## Aim of the task
Please find the lines in the entries below that contain the word "usize", and copy each one.
[Study material Boundary: Start]
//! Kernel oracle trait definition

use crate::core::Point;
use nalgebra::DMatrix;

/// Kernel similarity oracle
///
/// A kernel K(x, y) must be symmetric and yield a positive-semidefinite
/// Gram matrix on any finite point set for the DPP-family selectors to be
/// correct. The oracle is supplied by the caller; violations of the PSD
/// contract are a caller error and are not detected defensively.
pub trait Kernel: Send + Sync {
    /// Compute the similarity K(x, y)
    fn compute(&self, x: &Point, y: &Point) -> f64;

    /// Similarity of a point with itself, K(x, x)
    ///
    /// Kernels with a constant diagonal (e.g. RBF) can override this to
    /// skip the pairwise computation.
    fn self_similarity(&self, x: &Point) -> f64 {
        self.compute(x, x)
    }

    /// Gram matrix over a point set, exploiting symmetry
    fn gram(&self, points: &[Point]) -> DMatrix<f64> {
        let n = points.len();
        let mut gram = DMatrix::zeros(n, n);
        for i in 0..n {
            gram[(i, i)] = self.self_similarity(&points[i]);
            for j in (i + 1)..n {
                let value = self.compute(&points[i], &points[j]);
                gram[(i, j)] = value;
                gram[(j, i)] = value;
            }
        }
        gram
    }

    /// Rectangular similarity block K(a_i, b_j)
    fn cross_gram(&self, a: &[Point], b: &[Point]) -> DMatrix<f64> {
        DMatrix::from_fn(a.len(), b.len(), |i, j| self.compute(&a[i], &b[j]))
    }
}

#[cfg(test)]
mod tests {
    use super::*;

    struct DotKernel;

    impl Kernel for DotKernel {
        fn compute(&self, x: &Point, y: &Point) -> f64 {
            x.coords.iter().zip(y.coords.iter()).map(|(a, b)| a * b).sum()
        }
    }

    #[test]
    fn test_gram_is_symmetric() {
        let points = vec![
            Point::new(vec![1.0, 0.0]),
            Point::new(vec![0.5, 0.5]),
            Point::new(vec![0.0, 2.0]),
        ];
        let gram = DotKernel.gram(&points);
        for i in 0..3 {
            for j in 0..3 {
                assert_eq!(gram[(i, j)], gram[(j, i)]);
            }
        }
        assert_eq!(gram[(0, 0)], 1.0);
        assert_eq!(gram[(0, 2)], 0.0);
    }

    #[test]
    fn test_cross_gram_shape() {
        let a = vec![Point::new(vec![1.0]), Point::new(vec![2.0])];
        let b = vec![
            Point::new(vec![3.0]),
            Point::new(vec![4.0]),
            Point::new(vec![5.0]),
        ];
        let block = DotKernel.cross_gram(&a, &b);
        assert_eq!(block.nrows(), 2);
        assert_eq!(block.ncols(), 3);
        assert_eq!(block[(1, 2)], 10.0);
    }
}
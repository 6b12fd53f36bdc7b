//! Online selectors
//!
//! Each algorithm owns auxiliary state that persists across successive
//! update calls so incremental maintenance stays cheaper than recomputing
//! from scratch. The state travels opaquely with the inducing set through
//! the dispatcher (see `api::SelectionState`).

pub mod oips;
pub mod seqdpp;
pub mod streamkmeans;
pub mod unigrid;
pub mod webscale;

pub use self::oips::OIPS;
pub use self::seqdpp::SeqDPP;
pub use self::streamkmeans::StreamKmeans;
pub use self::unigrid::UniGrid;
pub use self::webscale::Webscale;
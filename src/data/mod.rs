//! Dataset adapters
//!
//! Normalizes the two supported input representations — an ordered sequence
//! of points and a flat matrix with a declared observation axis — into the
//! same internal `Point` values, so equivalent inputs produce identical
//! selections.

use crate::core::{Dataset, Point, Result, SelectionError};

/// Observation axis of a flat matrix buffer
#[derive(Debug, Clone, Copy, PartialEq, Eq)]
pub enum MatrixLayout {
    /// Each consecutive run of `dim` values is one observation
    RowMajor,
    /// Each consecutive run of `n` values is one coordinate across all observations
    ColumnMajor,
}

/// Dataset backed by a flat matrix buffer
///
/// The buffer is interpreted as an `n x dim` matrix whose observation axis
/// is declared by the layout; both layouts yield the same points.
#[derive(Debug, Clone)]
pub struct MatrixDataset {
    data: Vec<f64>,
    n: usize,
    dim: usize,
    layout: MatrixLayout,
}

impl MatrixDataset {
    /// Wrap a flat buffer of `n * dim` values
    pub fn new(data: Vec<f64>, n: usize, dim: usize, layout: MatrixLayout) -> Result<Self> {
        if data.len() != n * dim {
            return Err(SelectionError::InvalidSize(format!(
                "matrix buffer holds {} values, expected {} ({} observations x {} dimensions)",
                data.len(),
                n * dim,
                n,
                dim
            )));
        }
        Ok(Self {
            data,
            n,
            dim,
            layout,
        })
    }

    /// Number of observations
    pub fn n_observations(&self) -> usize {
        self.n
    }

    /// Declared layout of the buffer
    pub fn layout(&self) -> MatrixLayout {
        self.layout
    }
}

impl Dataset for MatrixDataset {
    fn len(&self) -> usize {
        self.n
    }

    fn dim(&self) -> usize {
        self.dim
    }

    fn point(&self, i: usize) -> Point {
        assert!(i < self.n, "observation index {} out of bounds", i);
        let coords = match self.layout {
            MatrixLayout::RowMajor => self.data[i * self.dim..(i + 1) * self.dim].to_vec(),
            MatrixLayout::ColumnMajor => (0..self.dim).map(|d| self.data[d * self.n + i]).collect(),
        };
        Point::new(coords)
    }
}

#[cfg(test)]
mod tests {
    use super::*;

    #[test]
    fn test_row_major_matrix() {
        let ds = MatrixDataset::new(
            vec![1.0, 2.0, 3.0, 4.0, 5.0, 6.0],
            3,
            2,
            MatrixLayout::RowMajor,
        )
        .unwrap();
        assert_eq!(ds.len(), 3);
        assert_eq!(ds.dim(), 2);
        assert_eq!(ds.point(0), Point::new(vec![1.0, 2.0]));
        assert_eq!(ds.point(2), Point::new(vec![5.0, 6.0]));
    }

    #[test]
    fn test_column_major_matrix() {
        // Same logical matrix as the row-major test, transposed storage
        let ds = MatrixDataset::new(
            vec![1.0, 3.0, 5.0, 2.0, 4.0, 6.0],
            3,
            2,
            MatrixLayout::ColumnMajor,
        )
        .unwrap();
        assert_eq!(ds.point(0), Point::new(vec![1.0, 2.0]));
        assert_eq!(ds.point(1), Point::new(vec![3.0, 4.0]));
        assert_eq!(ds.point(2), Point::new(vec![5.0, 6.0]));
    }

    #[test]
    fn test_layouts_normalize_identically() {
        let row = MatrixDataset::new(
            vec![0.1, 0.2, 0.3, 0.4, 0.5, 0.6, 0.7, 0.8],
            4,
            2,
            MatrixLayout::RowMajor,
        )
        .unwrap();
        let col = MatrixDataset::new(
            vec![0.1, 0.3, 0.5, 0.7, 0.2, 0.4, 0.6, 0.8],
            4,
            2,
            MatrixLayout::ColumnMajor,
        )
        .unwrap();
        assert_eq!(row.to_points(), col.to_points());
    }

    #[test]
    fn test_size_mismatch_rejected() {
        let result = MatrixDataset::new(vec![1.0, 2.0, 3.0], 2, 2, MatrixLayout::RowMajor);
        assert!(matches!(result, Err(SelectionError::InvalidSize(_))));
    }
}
[Study material Boundary: End]
[Study material Boundary: Start]
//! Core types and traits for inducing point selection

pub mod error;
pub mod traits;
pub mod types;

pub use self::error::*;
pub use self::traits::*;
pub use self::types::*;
[Study material Boundary: End]
[Study material Boundary: Start]
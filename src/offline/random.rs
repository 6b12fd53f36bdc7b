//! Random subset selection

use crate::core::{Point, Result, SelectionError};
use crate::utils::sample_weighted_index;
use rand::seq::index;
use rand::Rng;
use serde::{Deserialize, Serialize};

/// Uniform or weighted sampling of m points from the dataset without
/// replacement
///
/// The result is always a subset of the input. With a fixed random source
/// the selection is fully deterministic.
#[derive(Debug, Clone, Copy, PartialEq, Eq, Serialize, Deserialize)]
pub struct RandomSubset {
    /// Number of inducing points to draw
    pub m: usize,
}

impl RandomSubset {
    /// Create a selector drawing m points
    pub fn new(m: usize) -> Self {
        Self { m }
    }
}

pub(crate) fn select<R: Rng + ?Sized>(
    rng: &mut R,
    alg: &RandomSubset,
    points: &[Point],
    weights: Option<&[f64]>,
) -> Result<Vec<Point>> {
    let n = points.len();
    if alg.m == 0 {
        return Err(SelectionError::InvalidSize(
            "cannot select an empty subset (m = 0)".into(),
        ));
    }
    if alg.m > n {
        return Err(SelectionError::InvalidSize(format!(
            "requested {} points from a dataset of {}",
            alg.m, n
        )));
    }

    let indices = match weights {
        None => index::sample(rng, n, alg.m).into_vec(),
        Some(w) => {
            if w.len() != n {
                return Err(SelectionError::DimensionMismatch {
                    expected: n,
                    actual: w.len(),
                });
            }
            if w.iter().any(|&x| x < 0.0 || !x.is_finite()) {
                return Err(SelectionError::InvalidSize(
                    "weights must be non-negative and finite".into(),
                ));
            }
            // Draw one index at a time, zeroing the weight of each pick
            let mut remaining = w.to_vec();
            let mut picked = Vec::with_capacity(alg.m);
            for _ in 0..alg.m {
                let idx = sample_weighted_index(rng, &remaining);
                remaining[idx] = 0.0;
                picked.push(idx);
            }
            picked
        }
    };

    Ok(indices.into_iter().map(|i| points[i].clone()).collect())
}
[Study material Boundary: End]
## Answer for the task
    n: usize,
    dim: usize,
    pub fn new(data: Vec<f64>, n: usize, dim: usize, layout: MatrixLayout) -> Result<Self> {
    pub fn n_observations(&self) -> usize {
    fn len(&self) -> usize {
    fn dim(&self) -> usize {
    fn point(&self, i: usize) -> Point {
    pub m: usize,
    pub fn new(m: usize) -> Self {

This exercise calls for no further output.